Calling ioctl() to re-read partition table.
SCSI device sda: 35378533 512-byte hdwr sectors (18114 MB)
sda: Write Protect is off
SCSI device sda: drive cache: write through w/ FUA
sda:Dev sda Sun disklabel: Csum bad, label corrupted
unknown partition table
SCSI device sda: 35378533 512-byte hdwr sectors (18114 MB)
sda: Write Protect is off
SCSI device sda: drive cache: write through w/ FUA
sda:Dev sda Sun disklabel: Csum bad, label corrupted
unknown partition table
Syncing disks.
I've tested using parted to create the label and the issues seems to
work for the current session. Investigating this currently.
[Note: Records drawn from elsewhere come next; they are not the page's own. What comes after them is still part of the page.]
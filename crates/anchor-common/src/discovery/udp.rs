//! UDP multicast discovery transport
//!
//! Datagrams are JSON-encoded [`DiscoveryEvent`]s. The responder (the core)
//! binds the group port and joins the group; seekers (agents) send queries
//! to the group from an ephemeral port. Announcements go to the group and,
//! by unicast, to every seeker that queried since the last announcement, so
//! several agents can share a host without port reuse.

use std::net::{Ipv4Addr, SocketAddr, SocketAddrV4};
use std::sync::Arc;
use std::time::Duration;

use async_trait::async_trait;
use parking_lot::Mutex;
use tokio::net::UdpSocket;
use tokio::sync::broadcast;
use tokio::task::JoinHandle;

use super::memory::broadcast_stream;
use super::{Announcement, DiscoveryBeacon, DiscoveryEvent, DiscoveryStream};
use crate::error::DiscoveryError;

/// Largest datagram the beacon will read
const MAX_DATAGRAM: usize = 2048;

/// Pause after a failed receive before reading again
const RECV_RETRY_DELAY: Duration = Duration::from_millis(250);

/// Seekers remembered between announcements
const MAX_PENDING_QUERIERS: usize = 64;

/// Which side of discovery this beacon plays
#[derive(Debug, Clone, Copy, PartialEq, Eq)]
pub enum BeaconRole {
    /// Listens on the group and answers queries
    Responder,
    /// Sends queries and listens for unicast answers
    Seeker,
}

/// Multicast UDP discovery transport
pub struct UdpBeacon {
    socket: Arc<UdpSocket>,
    group: SocketAddrV4,
    queriers: Arc<Mutex<Vec<SocketAddr>>>,
    tx: broadcast::Sender<DiscoveryEvent>,
    receiver: JoinHandle<()>,
}

impl UdpBeacon {
    /// Bind a beacon on `group` (e.g. `239.255.42.99:53530`)
    pub async fn bind(group: &str, role: BeaconRole) -> Result<Self, DiscoveryError> {
        let group: SocketAddrV4 = group
            .parse()
            .map_err(|_| DiscoveryError::InvalidGroup(group.to_string()))?;
        if !group.ip().is_multicast() {
            return Err(DiscoveryError::InvalidGroup(group.to_string()));
        }

        let socket = match role {
            BeaconRole::Responder => {
                let socket =
                    UdpSocket::bind(SocketAddrV4::new(Ipv4Addr::UNSPECIFIED, group.port())).await?;
                socket.join_multicast_v4(*group.ip(), Ipv4Addr::UNSPECIFIED)?;
                socket
            }
            BeaconRole::Seeker => {
                UdpSocket::bind(SocketAddrV4::new(Ipv4Addr::UNSPECIFIED, 0)).await?
            }
        };
        socket.set_multicast_loop_v4(true)?;

        tracing::debug!("Discovery beacon bound as {:?} on {}", role, socket.local_addr()?);

        let socket = Arc::new(socket);
        let queriers = Arc::new(Mutex::new(Vec::new()));
        let (tx, _) = broadcast::channel(256);

        let receiver = tokio::spawn(receive_loop(
            Arc::clone(&socket),
            tx.clone(),
            Arc::clone(&queriers),
            role,
        ));

        Ok(Self {
            socket,
            group,
            queriers,
            tx,
            receiver,
        })
    }

    async fn send(&self, event: &DiscoveryEvent, to: SocketAddr) -> Result<(), DiscoveryError> {
        let datagram = serde_json::to_vec(event)?;
        self.socket.send_to(&datagram, to).await?;
        Ok(())
    }
}

#[async_trait]
impl DiscoveryBeacon for UdpBeacon {
    async fn announce(&self, announcement: &Announcement) -> Result<(), DiscoveryError> {
        let event = DiscoveryEvent::Announce(announcement.clone());
        self.send(&event, SocketAddr::V4(self.group)).await?;

        let mut pending = std::mem::take(&mut *self.queriers.lock());
        pending.sort();
        pending.dedup();
        for querier in pending {
            if let Err(e) = self.send(&event, querier).await {
                tracing::debug!("Failed to answer querier {}: {}", querier, e);
            }
        }
        Ok(())
    }

    async fn query(&self, service: &str) -> Result<(), DiscoveryError> {
        let event = DiscoveryEvent::Query {
            service: service.to_string(),
        };
        self.send(&event, SocketAddr::V4(self.group)).await
    }

    fn subscribe(&self) -> DiscoveryStream {
        broadcast_stream(self.tx.subscribe())
    }
}

impl Drop for UdpBeacon {
    fn drop(&mut self) {
        self.receiver.abort();
    }
}

async fn receive_loop(
    socket: Arc<UdpSocket>,
    tx: broadcast::Sender<DiscoveryEvent>,
    queriers: Arc<Mutex<Vec<SocketAddr>>>,
    role: BeaconRole,
) {
    let mut buf = vec![0u8; MAX_DATAGRAM];
    loop {
        let (len, from) = match socket.recv_from(&mut buf).await {
            Ok(received) => received,
            Err(e) => {
                tracing::debug!("Discovery receive error: {}", e);
                tokio::time::sleep(RECV_RETRY_DELAY).await;
                continue;
            }
        };

        let event: DiscoveryEvent = match serde_json::from_slice(&buf[..len]) {
            Ok(event) => event,
            Err(e) => {
                tracing::trace!("Ignoring foreign datagram from {}: {}", from, e);
                continue;
            }
        };

        if role == BeaconRole::Responder && matches!(event, DiscoveryEvent::Query { .. }) {
            let mut pending = queriers.lock();
            if pending.len() < MAX_PENDING_QUERIERS {
                pending.push(from);
            }
        }

        let _ = tx.send(event);
    }
}
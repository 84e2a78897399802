//! Shared-secret authentication
//!
//! A single process-wide secret guards heartbeats and the relay. There is
//! no rotation and no per-device scoping.

use std::fmt;
use std::sync::Arc;

/// Header carrying the secret on HTTP requests
pub const API_KEY_HEADER: &str = "x-api-key";

/// The process-wide shared secret
#[derive(Clone)]
pub struct SharedSecret(Arc<str>);

impl SharedSecret {
    /// Wrap a secret
    pub fn new(secret: impl AsRef<str>) -> Self {
        Self(Arc::from(secret.as_ref()))
    }

    /// Check a caller-provided key; absent keys never match
    pub fn verify(&self, provided: Option<&str>) -> bool {
        match provided {
            Some(key) => constant_time_eq(key, &self.0),
            None => false,
        }
    }
}

impl fmt::Debug for SharedSecret {
    fn fmt(&self, f: &mut fmt::Formatter<'_>) -> fmt::Result {
        f.write_str("SharedSecret(<redacted>)")
    }
}

/// Compare without short-circuiting on the first differing byte
fn constant_time_eq(provided: &str, expected: &str) -> bool {
    if provided.len() != expected.len() {
        return false;
    }

    let mut result = 0u8;
    for (a, b) in provided.bytes().zip(expected.bytes()) {
        result |= a ^ b;
    }
    result == 0
}
//! Static rule table

use std::time::Duration;

use serde::Serialize;

/// Rule id for repeated authentication failures
pub const AUTH_FAIL_BURST: &str = "AUTH_FAIL_BURST";

/// Rule id for oversized heartbeat batches
pub const BATCH_SIZE_ANOMALY: &str = "BATCH_SIZE_ANOMALY";

/// Event type recorded for a rejected shared secret
pub const AUTH_FAIL: &str = "AUTH_FAIL";

/// Minimum spacing between alerts for the same rule and source
pub const DEBOUNCE: Duration = Duration::from_secs(30);

#[derive(Debug, Clone, Copy, PartialEq, Eq, Serialize)]
#[serde(rename_all = "lowercase")]
pub enum Severity {
    Low,
    Medium,
    High,
}

/// How a rule decides to fire
#[derive(Debug, Clone, Copy, PartialEq, Eq)]
pub enum RuleKind {
    /// Count matching events per source within a trailing window
    Frequency {
        event_type: &'static str,
        window: Duration,
        threshold: usize,
    },
    /// Compare a single reported value against a limit
    ValueCheck { threshold: u64 },
}

#[derive(Debug, Clone, Copy, PartialEq, Eq)]
pub struct Rule {
    pub id: &'static str,
    pub kind: RuleKind,
    pub severity: Severity,
    /// Whether the engine evaluates this rule
    pub enabled: bool,
}

/// The rule table used by the core.
///
/// `BATCH_SIZE_ANOMALY` is declared with its threshold but not evaluated.
pub const DEFAULT_RULES: &[Rule] = &[
    Rule {
        id: AUTH_FAIL_BURST,
        kind: RuleKind::Frequency {
            event_type: AUTH_FAIL,
            window: Duration::from_secs(60),
            threshold: 5,
        },
        severity: Severity::High,
        enabled: true,
    },
    Rule {
        id: BATCH_SIZE_ANOMALY,
        kind: RuleKind::ValueCheck { threshold: 1000 },
        severity: Severity::Medium,
        enabled: false,
    },
];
^ permalink raw reply [flat|nested] 12+ messages in thread
* Re: More on the Sun Disk Label Issue
2006-04-10 22:48 More on the Sun Disk Label Issue Jim Gifford
@ 2006-04-10 23:03 ` David S. Miller
2006-04-11 3:24 ` Jim Gifford
` (9 subsequent siblings)
10 siblings, 0 replies; 12+ messages in thread
From: David S. Miller @ 2006-04-10 23:03 UTC (permalink / raw)
To: sparclinux
From: Jim Gifford <maillist@jg555.com>
Date: Mon, 10 Apr 2006 15:48:26 -0700
> If we compile a Kernel(2.6.12-2.6.15) or util-linux(2.12r, 2.13-pre7) with GCC 4.1 we get
> this message during boot-up.
> sda:Dev sda Sun disklabel: Csum bad, label corrupted
> unknown partition table
It might be laying out the Sun partition table data structure
differently or something like that. Or miscompiling the checksum
calculation loop.
Try compiling and running the following test program both
with a working compiler and with a non-working one, compare
the results. It should be a small enough test case for a
gcc expert to look at it:
#include <stddef.h>
#include <stdio.h>
#include <string.h>
#include <stdlib.h>
typedef unsigned short __be16;
typedef unsigned int __be32;
struct sun_disklabel {
unsigned char info[128]; /* Informative text string */
unsigned char spare0[14];
struct sun_info {
unsigned char spare1;
unsigned char id;
unsigned char spare2;
unsigned char flags;
} infos[8];
unsigned char spare[246]; /* Boot information etc. */
__be16 rspeed; /* Disk rotational speed */
__be16 pcylcount; /* Physical cylinder count */
__be16 sparecyl; /* extra sects per cylinder */
unsigned char spare2[4]; /* More magic... */
__be16 ilfact; /* Interleave factor */
__be16 ncyl; /* Data cylinder count */
__be16 nacyl; /* Alt. cylinder count */
__be16 ntrks; /* Tracks per cylinder */
__be16 nsect; /* Sectors per track */
unsigned char spare3[4]; /* Even more magic... */
struct sun_partition {
__be32 start_cylinder;
__be32 num_sectors;
} partitions[8];
__be16 magic; /* Magic number */
__be16 csum; /* Label xor'd checksum */
};
#define dump_one_offset(name) \
printf("offsetof: " #name " %Zd\n", offsetof(struct sun_disklabel, name))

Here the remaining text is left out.